Genetic predisposition and environmental factors contribute to an individual's susceptibility to develop hepatosteatosis. In a systematic, comparative survey we focused on genotype-dependent and -independent adaptations early in the pathogenesis of hepatosteatosis by characterizing C3HeB/FeJ, C57BL/6NTac, C57BL/6J, and 129P2/OlaHsd mice after 7, 14, or 21 days high-fat-diet exposure. Strain-specific metabolic responses during diet challenge and liver transcript signatures in mild hepatosteatosis outline the suitability of particular strains for investigating the relationship between hepatocellular lipid content and inflammation, glucose homeostasis, insulin action, or organelle physiology.

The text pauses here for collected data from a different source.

use crate::{
    payload::{DhtReading, LdrReading, LightStatus},
    sensor_data::{PropertyId, SensorValue},
    sensor_data::{
        PRESENT_AMBIENT_LIGHT_LEVEL, PRESENT_AMBIENT_RELATIVE_HUMIDITY,
        PRESENT_AMBIENT_TEMPERATURE, PRESENT_INDOOR_AMBIENT_TEMPERATURE,
        PRESENT_OUTDOOR_AMBIENT_TEMPERATURE,
    },
    UnicastAddr,
};

/// A validated reading received over the mesh
#[derive(Debug, Clone, PartialEq)]
pub enum Reading {
    Dht(DhtReading),
    Ldr(LdrReading),
    /// Decoded SIG Sensor Status values
    Sensor(Vec<(PropertyId, SensorValue)>),
}

/// Last known value per channel. Channels never received stay `None`.
#[derive(Debug, Clone, Default, PartialEq)]
pub struct Snapshot {
    pub temperature: Option<f32>,
    pub humidity: Option<f32>,
    pub light_level: Option<f32>,
    pub voltage: Option<f32>,
    pub light_status: Option<LightStatus>,
    pub source: Option<UnicastAddr>,
}

impl Snapshot {
    pub fn is_empty(&self) -> bool {
        self.temperature.is_none()
            && self.humidity.is_none()
            && self.light_level.is_none()
            && self.voltage.is_none()
            && self.light_status.is_none()
    }

    /// Latest value wins, per channel
    pub fn apply(&mut self, source: UnicastAddr, reading: &Reading) {
        match reading {
            Reading::Dht(d) => {
                self.temperature = Some(d.temperature);
                self.humidity = Some(d.humidity);
            }
            Reading::Ldr(l) => {
                self.light_level = Some(l.light_level as f32);
                self.voltage = Some(l.voltage);
                self.light_status = Some(l.light_status);
            }
            Reading::Sensor(values) => {
                for (property, v) in values {
                    match (*property, *v) {
                        (
                            PRESENT_AMBIENT_TEMPERATURE
                            | PRESENT_INDOOR_AMBIENT_TEMPERATURE
                            | PRESENT_OUTDOOR_AMBIENT_TEMPERATURE,
                            SensorValue::Temperature(t),
                        ) => self.temperature = Some(t),
                        (PRESENT_AMBIENT_RELATIVE_HUMIDITY, SensorValue::Humidity(h)) => {
                            self.humidity = Some(h)
                        }
                        (PRESENT_AMBIENT_LIGHT_LEVEL, SensorValue::Illuminance(l)) => {
                            self.light_level = Some(l)
                        }
                        (p, v) => log::debug!("Ignoring property 0x{p:04x} value {v:?}"),
                    }
                }
            }
        }
        self.source = Some(source);
    }

    /// Value to report for a sensor property, if known
    pub fn value_for(&self, property: PropertyId) -> Option<SensorValue> {
        match property {
            PRESENT_AMBIENT_TEMPERATURE
            | PRESENT_INDOOR_AMBIENT_TEMPERATURE
            | PRESENT_OUTDOOR_AMBIENT_TEMPERATURE => self.temperature.map(SensorValue::Temperature),
            PRESENT_AMBIENT_RELATIVE_HUMIDITY => self.humidity.map(SensorValue::Humidity),
            PRESENT_AMBIENT_LIGHT_LEVEL => self.light_level.map(SensorValue::Illuminance),
            _ => None,
        }
    }
}

#[cfg(test)]
mod tests {
    use super::*;

    #[test]
    fn latest_value_wins_per_channel() {
        let mut snap = Snapshot::default();
        assert!(snap.is_empty());

        snap.apply(
            0x0005,
            &Reading::Dht(DhtReading {
                temperature: 21.5,
                humidity: 55.0,
                timestamp: 1,
            }),
        );
        snap.apply(0x0006, &Reading::Ldr(LdrReading::from_level(3500, 2)));
        snap.apply(
            0x0007,
            &Reading::Sensor(vec![(
                PRESENT_INDOOR_AMBIENT_TEMPERATURE,
                SensorValue::Temperature(19.0),
            )]),
        );

        assert_eq!(snap.temperature, Some(19.0));
        assert_eq!(snap.humidity, Some(55.0));
        assert_eq!(snap.light_level, Some(3500.0));
        assert_eq!(snap.light_status, Some(LightStatus::Bright));
        assert_eq!(snap.source, Some(0x0007));
    }
}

Genetic background-independent transcriptional adaptations in liver paralleling hepatosteatosis suggest an early increase in the organ's vulnerability to oxidative stress damage what could advance hepatosteatosis to steatohepatitis. "Universal" adaptations in transcript signatures and transcription factor regulation in liver link insulin resistance, type 2 diabetes mellitus, cancer, and thyroid hormone metabolism with hepatosteatosis, hence, facilitating the search for novel molecular mechanisms potentially implicated in the pathogenesis of human non-alcoholic-fatty-liver-disease.